FORMULATION DEVELOPMENT AND CHARACTERIZATION OF NANOPARTICLES LOADED WITH ANTI DIABETIC DRUGS AND SCALE UP THROUGH VARIOUS EFFICIENT TECHNIQUES

Abstract

The lack of information related to the scaling-up of technologies used for preparing polymeric nanoparticles (NP) might hinder the introduction of these colloidal carriers into the pharmaceutical market. In the present study, the scale-up of Repaglinide-loaded NP produced by three manufacturing processes – salting-out, emulsification–diffusion and nanoprecipitation – was assessed at pilot-scale by increasing 20-fold the laboratory- batch volume from 60 ml to 1.5 l.

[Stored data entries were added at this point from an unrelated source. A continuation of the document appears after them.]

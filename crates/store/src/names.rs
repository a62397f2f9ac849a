//! Domain name normalization, reversed-label keys and record identifiers
//!
//! Records are keyed by the A-label form of their name with the labels
//! reversed (`www.example.com` → `com.example.www`). Lexical order then
//! groups a zone's records together, and the wildcard fallback during
//! resolution is a single label replacement at the end of the key stem.
//! Changing any of this breaks wildcard lookup and zone resolution.

use base64::engine::general_purpose::URL_SAFE_NO_PAD;
use base64::Engine;
use rand::distributions::Alphanumeric;
use rand::Rng;

use crate::record::RecordType;

/// Separator between the id components inside the encoded tuple.
const ID_SEPARATOR: char = '\x01';

/// Length of the random per-record identifier.
const HID_LEN: usize = 6;

/// Normalize a domain name for storage: trim the root dot, lowercase, and
/// convert any internationalized label to its A-label form.
///
/// Wildcard (`*`) and underscore labels pass through untouched, so ACME
/// challenge names and stored wildcards normalize cleanly. Returns `None`
/// for names that cannot be represented (empty labels, failed IDN mapping).
pub fn normalize_name(name: &str) -> Option<String> {
    let trimmed = name.trim().trim_end_matches('.');
    if trimmed.is_empty() {
        return None;
    }

    let mut labels = Vec::new();
    for label in trimmed.split('.') {
        if label.is_empty() {
            return None;
        }
        if label.is_ascii() {
            labels.push(label.to_ascii_lowercase());
        } else {
            let ascii = idna::domain_to_ascii(label).ok()?;
            if ascii.is_empty() {
                return None;
            }
            labels.push(ascii);
        }
    }
    Some(labels.join("."))
}

/// Normalize a subdomain prefix. The empty string (zone apex) stays empty.
pub fn normalize_subdomain(subdomain: &str) -> Option<String> {
    let trimmed = subdomain.trim().trim_matches('.');
    if trimmed.is_empty() || trimmed == "@" {
        return Some(String::new());
    }
    normalize_name(trimmed)
}

/// Join a subdomain prefix and a zone into a full name.
pub fn join_name(subdomain: &str, zone: &str) -> String {
    if subdomain.is_empty() {
        zone.to_string()
    } else {
        format!("{}.{}", subdomain, zone)
    }
}

/// Subdomain prefix of `name` relative to `zone`, if `name` is within it.
pub fn subdomain_of<'a>(name: &'a str, zone: &str) -> Option<&'a str> {
    if name == zone {
        return Some("");
    }
    name.strip_suffix(zone)?.strip_suffix('.')
}

/// `www.example.com` → `com.example.www`
pub fn reverse_name(name: &str) -> String {
    let mut labels: Vec<&str> = name.split('.').collect();
    labels.reverse();
    labels.join(".")
}

/// Inverse of [`reverse_name`]; the operation is an involution.
pub fn unreverse_name(reversed: &str) -> String {
    reverse_name(reversed)
}

/// Wildcard form of a query name: the left-most label replaced by `*`.
/// `sub.test.example.com` → `*.test.example.com`. Single-label names have
/// no wildcard form.
pub fn wildcard_name(name: &str) -> Option<String> {
    let (_, rest) = name.split_once('.')?;
    Some(format!("*.{}", rest))
}

/// Storage key of a record hash.
pub fn record_key(reversed_name: &str, rtype: RecordType) -> String {
    format!("d:{}:r:{}", reversed_name, rtype.as_str())
}

/// Storage key of a zone's record index set.
pub fn zone_index_key(reversed_zone: &str) -> String {
    format!("d:{}:z", reversed_zone)
}

/// Parse a record key back into its reversed name and type.
pub fn parse_record_key(key: &str) -> Option<(String, RecordType)> {
    let rest = key.strip_prefix("d:")?;
    let (reversed, type_part) = rest.rsplit_once(":r:")?;
    let rtype = RecordType::from_str(type_part)?;
    Some((reversed.to_string(), rtype))
}

/// Fresh random record identifier, unique within (name, type) for all
/// practical purposes.
pub fn fresh_hid() -> String {
    rand::thread_rng()
        .sample_iter(&Alphanumeric)
        .take(HID_LEN)
        .map(char::from)
        .collect()
}

/// Build the external record id: URL-safe base64 (no padding) over
/// `<reversed-name>\x01<TYPE>\x01<hid>`.
pub fn build_id(reversed_name: &str, rtype: RecordType, hid: &str) -> String {
    let raw = format!(
        "{}{}{}{}{}",
        reversed_name,
        ID_SEPARATOR,
        rtype.as_str(),
        ID_SEPARATOR,
        hid
    );
    URL_SAFE_NO_PAD.encode(raw.as_bytes())
}

/// Parse an external record id back into `(reversed-name, type, hid)`.
/// Malformed input is a logical failure, not an error.
pub fn parse_id(id: &str) -> Option<(String, RecordType, String)> {
    let raw = URL_SAFE_NO_PAD.decode(id.as_bytes()).ok()?;
    let raw = String::from_utf8(raw).ok()?;
    let mut parts = raw.splitn(3, ID_SEPARATOR);
    let reversed = parts.next()?;
    let rtype = RecordType::from_str(parts.next()?)?;
    let hid = parts.next()?;
    if reversed.is_empty() || hid.is_empty() {
        return None;
    }
    Some((reversed.to_string(), rtype, hid.to_string()))
}

#[cfg(test)]
mod tests {
    use super::*;

    #[test]
    fn test_normalize_lowercases_and_trims() {
        assert_eq!(
            normalize_name("WWW.Example.COM.").as_deref(),
            Some("www.example.com")
        );
        assert_eq!(normalize_name(""), None);
        assert_eq!(normalize_name("a..b"), None);
    }

    #[test]
    fn test_normalize_idn() {
        assert_eq!(
            normalize_name("bücher.example").as_deref(),
            Some("xn--bcher-kva.example")
        );
    }

    #[test]
    fn test_normalize_keeps_wildcard_and_underscore() {
        assert_eq!(
            normalize_name("*.Example.com").as_deref(),
            Some("*.example.com")
        );
        assert_eq!(
            normalize_name("_acme-challenge.example.com").as_deref(),
            Some("_acme-challenge.example.com")
        );
    }

    #[test]
    fn test_normalize_subdomain() {
        assert_eq!(normalize_subdomain("").as_deref(), Some(""));
        assert_eq!(normalize_subdomain("@").as_deref(), Some(""));
        assert_eq!(normalize_subdomain("WWW").as_deref(), Some("www"));
        assert_eq!(normalize_subdomain("*.Test").as_deref(), Some("*.test"));
    }

    #[test]
    fn test_reverse_roundtrip() {
        assert_eq!(reverse_name("www.example.com"), "com.example.www");
        assert_eq!(unreverse_name("com.example.www"), "www.example.com");
        assert_eq!(reverse_name("example"), "example");
    }

    #[test]
    fn test_wildcard_name() {
        assert_eq!(
            wildcard_name("sub.test.example.com").as_deref(),
            Some("*.test.example.com")
        );
        assert_eq!(wildcard_name("example"), None);
    }

    #[test]
    fn test_record_key_roundtrip() {
        let key = record_key("com.example.www", RecordType::Aaaa);
        assert_eq!(key, "d:com.example.www:r:AAAA");
        let (reversed, rtype) = parse_record_key(&key).unwrap();
        assert_eq!(reversed, "com.example.www");
        assert_eq!(rtype, RecordType::Aaaa);
        assert!(parse_record_key("d:whatever").is_none());
    }

    #[test]
    fn test_id_roundtrip_all_types() {
        for rtype in RecordType::ALL {
            let id = build_id("com.example.www", rtype, "a1B2c3");
            let (reversed, parsed_type, hid) = parse_id(&id).unwrap();
            assert_eq!(reversed, "com.example.www");
            assert_eq!(parsed_type, rtype);
            assert_eq!(hid, "a1B2c3");
        }
    }

    #[test]
    fn test_id_is_url_safe() {
        let id = build_id("com.example.*", RecordType::Cname, "zZ9+x");
        assert!(!id.contains('+'));
        assert!(!id.contains('/'));
        assert!(!id.contains('='));
    }

    #[test]
    fn test_parse_id_rejects_garbage() {
        assert!(parse_id("not base64 at all!!!").is_none());
        let no_separators = URL_SAFE_NO_PAD.encode("plain");
        assert!(parse_id(&no_separators).is_none());
        let bad_type = URL_SAFE_NO_PAD.encode("com.example\x01BOGUS\x01abc");
        assert!(parse_id(&bad_type).is_none());
    }

    #[test]
    fn test_subdomain_of() {
        assert_eq!(subdomain_of("www.example.com", "example.com"), Some("www"));
        assert_eq!(subdomain_of("example.com", "example.com"), Some(""));
        assert_eq!(subdomain_of("example.org", "example.com"), None);
        assert_eq!(subdomain_of("badexample.com", "example.com"), None);
    }

    #[test]
    fn test_fresh_hid_shape() {
        let hid = fresh_hid();
        assert_eq!(hid.len(), 6);
        assert!(hid.chars().all(|c| c.is_ascii_alphanumeric()));
    }
}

Drug Coat L 100-55and poly (vinyl alcohol) (PVAL) were used as polymer and emulsifying agent, respectively. The influence of the hydrodynamic conditions on the NP characteristics such as mean size, drug content, residual PVAL and morphology was also investigated. At pilot-scale, stirring rates of 790–2000 rpm lead to NP mean sizes ranging from 557 to 174 nm for salting-out and from 562 to 230 nm for emulsification–diffusion. An increase in the stirring rate enhances the droplet break-up phenomenon which leads to the formation of finer emulsion droplets and thus smaller NP. Moreover, the influence of the stirring rate on the mean size of NP can be predicted using a model based on a simple power law. The continuous method used for nanoprecipitation scale-up allows production of NP in a reproducible way over a relatively short time. Finally, for the three methods, NP characteristics were reproduced well at both scales. However, the scale-up process induced a slight reduction in the size and drug loading of NP.